Practical Ways to Avoid Identity Theft

Identity theft

is a crime in which someone obtains key pieces of your personal information, such as a Social Security number or driver’s license number, in order to impersonate someone else. This information can be used to obtain credit, merchandise, and services in the name of the victim, or to provide the thief with false credentials for employment or travel. In addition to running up debt, an imposter might provide false identification to police, creating a criminal record or leaving outstanding arrest warrants for the person whose identity has been stolen. Imagine having a criminal record and not knowing about it until police officers show up at your door with an arrest warrant?

Identity theft is a crime that is estimated to affect over 9 million Americans per year. Therefore it would be wise for individuals to take steps to protect themselves from falling victim to this very large, and growing, segment of crime.

Protect yourself from identity theft with these basic tips…

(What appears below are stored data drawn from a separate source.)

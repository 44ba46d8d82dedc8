//! Options shared by [`decode`](crate::decode) and [`encode`](crate::encode).

use crate::warning::WarningSet;

#[cfg(test)]
#[path = "./config_tests.rs"]
mod tests;

/// Revision of the TOML grammar accepted by the decoder.
#[derive(Copy, Clone, Debug, PartialEq, Eq, Default, Hash)]
pub enum Version {
    /// TOML 1.0.0.
    #[default]
    V1_0,
    /// TOML 1.1.0.
    ///
    /// Adds the `\e` and `\xHH` escapes, lets inline tables span lines,
    /// carry comments and a trailing comma, and allows `HH:MM` times.
    V1_1,
}

impl Version {
    #[inline]
    pub(crate) fn is_v1_1(self) -> bool {
        self == Version::V1_1
    }
}

impl std::fmt::Display for Version {
    fn fmt(&self, f: &mut std::fmt::Formatter<'_>) -> std::fmt::Result {
        f.write_str(match self {
            Version::V1_0 => "1.0.0",
            Version::V1_1 => "1.1.0",
        })
    }
}

/// Layout choices made by the encoder.
#[derive(Copy, Clone, Debug, PartialEq, Eq, Hash)]
pub struct EncodeStyle {
    /// Write hexadecimal digits as `0x1F` rather than `0x1f`.
    pub uppercase_hex: bool,
    /// Put every array element on its own line, indented with tabs.
    pub break_arrays: bool,
    /// Pad keys so that `=` lines up within a run of key/value lines.
    pub align_equals: bool,
    /// Separate table headers from the preceding section with a blank line.
    pub blank_line_before_tables: bool,
}

impl Default for EncodeStyle {
    fn default() -> Self {
        Self {
            uppercase_hex: true,
            break_arrays: false,
            align_equals: false,
            blank_line_before_tables: true,
        }
    }
}

/// Decoder and encoder configuration.
///
/// ```
/// use toml_lattice::{Config, Version, WarningKind};
///
/// let config = Config::new(Version::V1_1).without_warning(WarningKind::MultilineInlineTable);
/// assert!(!config.warnings.contains(WarningKind::MultilineInlineTable));
/// ```
#[derive(Clone, Debug, PartialEq, Eq)]
pub struct Config {
    /// Grammar revision accepted by the decoder.
    pub version: Version,
    /// Warning categories delivered to the sink.
    pub warnings: WarningSet,
    /// Encoder layout.
    pub style: EncodeStyle,
    /// Maximum nesting of arrays and inline tables.
    pub max_depth: usize,
}

pub const DEFAULT_MAX_DEPTH: usize = 128;

impl Default for Config {
    fn default() -> Self {
        Self {
            version: Version::default(),
            warnings: WarningSet::all(),
            style: EncodeStyle::default(),
            max_depth: DEFAULT_MAX_DEPTH,
        }
    }
}

impl Config {
    /// Default configuration for the given grammar revision.
    pub fn new(version: Version) -> Self {
        Self {
            version,
            ..Self::default()
        }
    }

    /// Replaces the encoder style.
    pub fn with_style(mut self, style: EncodeStyle) -> Self {
        self.style = style;
        self
    }

    /// Stops delivering warnings of `kind`.
    pub fn without_warning(mut self, kind: crate::WarningKind) -> Self {
        self.warnings = self.warnings.without(kind);
        self
    }

    /// Replaces the nesting limit.
    pub fn with_max_depth(mut self, max_depth: usize) -> Self {
        self.max_depth = max_depth;
        self
    }
}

  • Consider Subscribing to A Credit Monitoring Service. Several companies offer services to help you in the case that you become victim to identity theft, including the big three Experian, Equifax, and Transunion. These services almost always includes regular fees of some type however they do provide real time alerts to changes on your credit report and new credit inquiries. The quicker you are alerted to a potential case of identity theft, the easier the case will be to resolve with your financial institution. I highly recommend a credit monitoring service for those with a 720 credit score or higher.
  • Keep Personal Documents in a Safe. Consider keeping a fireproof personal safe for your home. You can use your safe to protect valuable documents such as your social security card, birth certificate and passport. In addition, I recommend an off-site safety deposit box to store copies of documents and items that are difficult to replace in the event of an extreme disaster such as fire or flood.
  • Protect your Purse or Wallet. At ALL times! The best purses and backpacks are those that can be zipped or closed shut. Try not to use bags that others can easily see or reach into such as tote bags. And keep bags close to your body at all times. Do not leave wallets or purses in the car, or if you must, do not leave them exposed or in an obvious place. In addition, be sure to protect your baggage when traveling in airports and through public transportation.
  • Photocopy the Contents of your Wallet. Make copies of credit cards, ID cards, and all other personal documents you keep in your wallet. Also, keep records of phone numbers to contact in case you need to close accounts or order replacement items in the event of an emergency. For digital storage, use an app like FastScanner to maintain a mobile record on your smartphone or tablet.
  • Examine your Bank Account Statements Monthly. Ensure that your accounts have no unauthorized charges. If there are charges that you do not recognize, contact your banking institution immediately. Banks are typically quick to act on fraudulent charges and in most cases they will refund your money immediately.
  • Remove yourself from Promotional Lists. Junk mail and pre-approved credit card lists only add clutter and do not do you any good. They also have the potential to put you at risk of ID theft if a stranger gets their hands on your pre-approved cards.
  • Manage your Credit Cards. There’s no reason to have 10 or more open credit cards for the taking. Consolidate and reduce the number of cards you have if possible. The less credit you have open, the less you’ll have to monitor. However, be careful with this strategy. If you have lines of credit that are in good standing and have been open an extended period of time, they are most likely working in your favor with your credit score. Only cancel credit cards with a short payment history or extremely high finance charges.
  • Select Smart Passwords. Make your password as difficult to figure out as possible. An impersonal combination of letters, special characters, and numbers is best. Try to steer away from using things like birthday, social security number, or generic passwords such as welcome.
  • Protect your computer. Use anti-spyware software such as Ad Aware and anti-virus software like McAfee and be sure to keep them up to date. Schedule regular scans of both applications and be sure to quarantine any infected files immediately. This will help to reduce your potential exposure to online ID theft.
  • Do not Reveal Personal Information. Never reveal personal information to unverified sources whether over the phone or on the Internet. Do not feel pressured to answer personal questions if you do not trust the source. Feel free to request verifying information before giving anything up.
  • Review your Credit. Take advantage of your free annual credit reports and consider purchasing additional copies throughout the year for continuous monitoring. Consider placing fraud alerts and credit freezes on your account for greater protection.
  • Shred Personal Documents. Before throwing them away, be sure to shred any documents that may have confidential information on them. Dumpster diving is a common method of stealing personal information for the sake of identity fraud. Purchase a shredder for your home and destroy paperwork containing personal information before discarding. This includes mail, credit card statements and even receipts.

Taking as many precautions as necessary will help protect you from financial setbacks – and a few surprises – down the road.